I love this invocation of the “Scarlet Letter”, because it concisely captures something crucial in modern transactions that has been missing for too long in electric power: a valuable reputation mechanism, and the proliferation of the information for customers to evaluate a producer’s performance. Your initial reaction may be “wait a minute, my utility advertises all the time and tells me how many employees are waiting to take my calls about service outages.” That’s not what I’m talking about in terms of reputation formation. I’m talking about real, on-the-ground information about performance, provided by a (theoretically) neutral third party. I say “theoretically” because groups like NERC have their own agendas in setting the standards by which we evaluate producer performance, and we should take those agendas into account. But still.

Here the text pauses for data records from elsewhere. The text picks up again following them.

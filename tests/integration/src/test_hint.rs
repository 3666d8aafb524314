//! Key hint resolution scenarios.

#[cfg(test)]
mod tests {
    use http::Method;
    use lti_auth::{
        AuthError, AuthResult, IncomingRequest, RequestAuthenticator, RequestValidator,
        SharedSecret, StaticCredentialProvider, ValidationMode, authenticate_request,
        resolve_hint,
    };
    use lti_core::{AuthConfig, CredentialHint, Params};
    use serde_json::json;

    use crate::{LAUNCH_URL, init_tracing, sign_token, signed_form_launch, token_launch};

    #[test]
    fn test_should_resolve_consumer_key_regardless_of_other_params() {
        let request = signed_form_launch("abc", "s3cr3t");
        let mut params = request.params().clone();
        params.insert("jwt", sign_token(Some("key1"), &json!({}), "other"));

        assert_eq!(
            resolve_hint(&params).unwrap(),
            Some(CredentialHint::new("abc"))
        );
    }

    #[test]
    fn test_should_resolve_token_kid_without_secret() {
        // Scenario C: the header's kid is returned, no secret is involved.
        let token = sign_token(Some("key1"), &json!({"sub": "learner"}), "never-looked-up");
        let request = token_launch(&token);

        assert_eq!(
            resolve_hint(request.params()).unwrap(),
            Some(CredentialHint::new("key1"))
        );
    }

    #[test]
    fn test_should_fail_empty_request_in_both_modes() {
        // Scenario D: no hint, and the validator reports Malformed on first call.
        init_tracing();
        let request =
            IncomingRequest::from_params(Method::POST, LAUNCH_URL, Params::new()).unwrap();
        assert_eq!(resolve_hint(request.params()).unwrap(), None);

        let secret = SharedSecret::new("s3cr3t");
        let mut validator = RequestValidator::for_request(&secret, &request);
        assert!(matches!(
            validator.is_valid(&request),
            Err(AuthError::Malformed(_))
        ));
        assert!(matches!(
            validator.is_valid_strict(&request),
            Err(AuthError::Malformed(_))
        ));
    }

    #[test]
    fn test_should_surface_uninterpretable_token_header() {
        let request = token_launch("this-is-not-a-token");
        assert!(matches!(
            resolve_hint(request.params()),
            Err(AuthError::Malformed(_))
        ));

        let provider = StaticCredentialProvider::new(vec![]);
        let result = authenticate_request(
            &request,
            &provider,
            &AuthConfig::default(),
            ValidationMode::Lenient,
        );
        assert!(matches!(result, Err(AuthError::Malformed(_))));
    }

    #[test]
    fn test_should_run_full_flow_for_each_scheme() {
        let provider = StaticCredentialProvider::new(vec![
            ("abc".to_owned(), "s3cr3t".to_owned()),
            ("key1".to_owned(), "t0k3n".to_owned()),
        ]);
        let config = AuthConfig::default();

        let legacy = signed_form_launch("abc", "s3cr3t");
        let AuthResult {
            valid,
            hint,
            signature_context,
        } = authenticate_request(&legacy, &provider, &config, ValidationMode::Strict).unwrap();
        assert!(valid);
        assert_eq!(hint.as_str(), "abc");
        assert!(signature_context.unwrap().nonce.is_some());

        let token = token_launch(&sign_token(Some("key1"), &json!({"sub": "x"}), "t0k3n"));
        let result =
            authenticate_request(&token, &provider, &config, ValidationMode::Strict).unwrap();
        assert!(result.valid);
        assert_eq!(result.hint.as_str(), "key1");
    }
}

The importance of reputation mechanisms, and the availability of unbiased information that enables them to work to enforce good outcomes, has been long known and studied in economics. One of my favorite recent examples is the EPA 33/50 program, analyzed by Arora and Cason (1995). The goal of the voluntary 33/50 program was a 33% reduction in chemical emissions (of 17 toxins on the Toxic Release Inventory list) from 1988 levels by 1992, and a 50% reduction by 1995. But instead of mandating a particular technology to use and a particular level of emission, this program enabled firms to use technologies that they chose in meeting the targets.
How was the 33/50 program enforced? Public recognition. The firms who met these targets were listed on the EPA website, lauded for their accomplishments, given awards for outstanding performance. Firms who participated, and received this public recognition, came from the chemicals, plastics, metals, electricity, and transportation industries, among others. Firms could use these accolades in their marketing to customers. To the extent that customers care about pollution reduction, they will make their choices based on that information (and furthermore, the flexibility of technology choice might have made the cleaner firms also the cheaper, or at least not costlier, firms).
The 33/50 program was an excellent example of using a reputation mechanism and the public provision of information to enforce a better outcome in a decentralized manner.
In an experimental analysis that complements the 33/50 analysis, Cason and Gangadharan (2002) look at environmental labeling and reputation formation when consumers have incomplete information. One of their most interesting results is that sellers chose to incur the cost of getting third-party verification of the quality of their goods, and that this verification enabled them to take advantage of reputation formation to increase their profits. In so doing they also increased consumer surplus and, therefore, total surplus. Certification overcame the moral hazard problem in supplier quality choice with imperfectly informed consumers.
So when Chairman Wood invokes the “Scarlet Letter” and encourages electricity customers to make use of the information available to them on the performance of their energy suppliers, he knows what he’s talking about. Reputation matters, and having a third party provide information can enable the reputation formation that benefits both producers and consumers.
Seema Arora and Tim Cason, “An Experiment in Voluntary Environmental Regulation: Participation in EPA’s 33/50 Program.” Journal of Environmental Economics and Management 28 (1995): 27-86.
Tim Cason and Lata Gangadharan, “Environmental Labeling and Incomplete Consumer Information in Laboratory Markets.” Journal of Environmental Economics and Management 43 (2002): 113-134.